TRAINER ON TARGET
O’Brien masses stable forces for Flemington onslaught
IN one version of racing perfection, luck is king.
In leading trainer Danny O’Brien’s world, quality horses, improved training systems, facilities and momentum are the ingredients for sustained excellence.
O’Brien’s stable is flying with 12 winners from its past 50 starters as the yard bears down on record metrics.
With 72 wins and 128 placings from 200 runners after a treble at Pakenham on Thursday, O’Brien’s win strike rate sits at an impressive 17.7 while the place ratio to runners is a phenomenal 49 per cent.
“It’s a combination of things,” O’Brien said ahead of what shapes as another bountiful meeting for the stable, highlighted by Melbourne Cup winner Vow And Declare’s return to Flemington today.
“We’re constantly trying to improve the way we do things and we have better systems now.
“You’ve got to have the horses but the facilities here at Flemington have never been better.
“You only have to look at the other Flemington trainers and how well they’re doing. Mike Moroney (50 wins) is having a bumper season.
“It’s a variety of things.”
On target to eclipse the stable’s placings to runs best (46 per cent in 2004-05) and the most wins (106 in 2008-9), O’Brien will have six runners, including several favourites, at Flemington for the Anzac Day meeting.
Vow And Declare (Newton Handicap) is the flag-bearer – and short-priced favourite – but O’Brien has high hopes for others.
“Flying Award is a nice horse who’s run well twice and we think he’ll be hard to beat,” he said.
“Naivasha was really good winning last start and is well placed again while Extreme Pride (in the same race) is ready to run well second up.
“Run To Perfection has good New Zealand form and we’re expecting him to run well for us.

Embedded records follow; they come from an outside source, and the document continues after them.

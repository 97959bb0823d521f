//! Scope-based access control extractors for Axum handlers.

use axum::{extract::FromRequestParts, http::request::Parts};

use crate::errors::AppError;
use crate::services::verifier::{Principal, SCOPE_TASKS_READ, SCOPE_TASKS_WRITE};

async fn require_scope<S: Send + Sync>(
    parts: &mut Parts,
    state: &S,
    scope: &str,
) -> Result<Principal, AppError> {
    let principal = Principal::from_request_parts(parts, state).await?;
    if !principal.has_scope(scope) {
        tracing::info!(subject = %principal.subject, scope, "Missing scope");
        return Err(AppError::Forbidden(format!("Scope '{scope}' required")));
    }
    Ok(principal)
}

/// Extractor that requires the `tasks:read` scope.
#[derive(Debug, Clone)]
pub struct RequireRead(pub Principal);

impl<S> FromRequestParts<S> for RequireRead
where
    S: Send + Sync,
{
    type Rejection = AppError;

    async fn from_request_parts(parts: &mut Parts, state: &S) -> Result<Self, Self::Rejection> {
        require_scope(parts, state, SCOPE_TASKS_READ).await.map(RequireRead)
    }
}

/// Extractor that requires the `tasks:write` scope.
#[derive(Debug, Clone)]
pub struct RequireWrite(pub Principal);

impl<S> FromRequestParts<S> for RequireWrite
where
    S: Send + Sync,
{
    type Rejection = AppError;

    async fn from_request_parts(parts: &mut Parts, state: &S) -> Result<Self, Self::Rejection> {
        require_scope(parts, state, SCOPE_TASKS_WRITE).await.map(RequireWrite)
    }
}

“We’re really pleased to have Vow And Declare running back at Flemington on a beautiful surface and he should very hard to beat at 2600m.
“Coin Collector has been terrific this preparation and we expect him to run well back on better ground.”
O’Brien will also start Skiddaw in the Chairman’s Handicap at Morphettville and expects the colt to erase the memories of a luckless run in the Australian Derby.
O’Brien would have had seven runners today, but another of his top fancies, Russian Camelot, was a scratching late yesterday due to an inflamed throat. O’Brien confirmed that the SA Derby remains on the table for the star colt.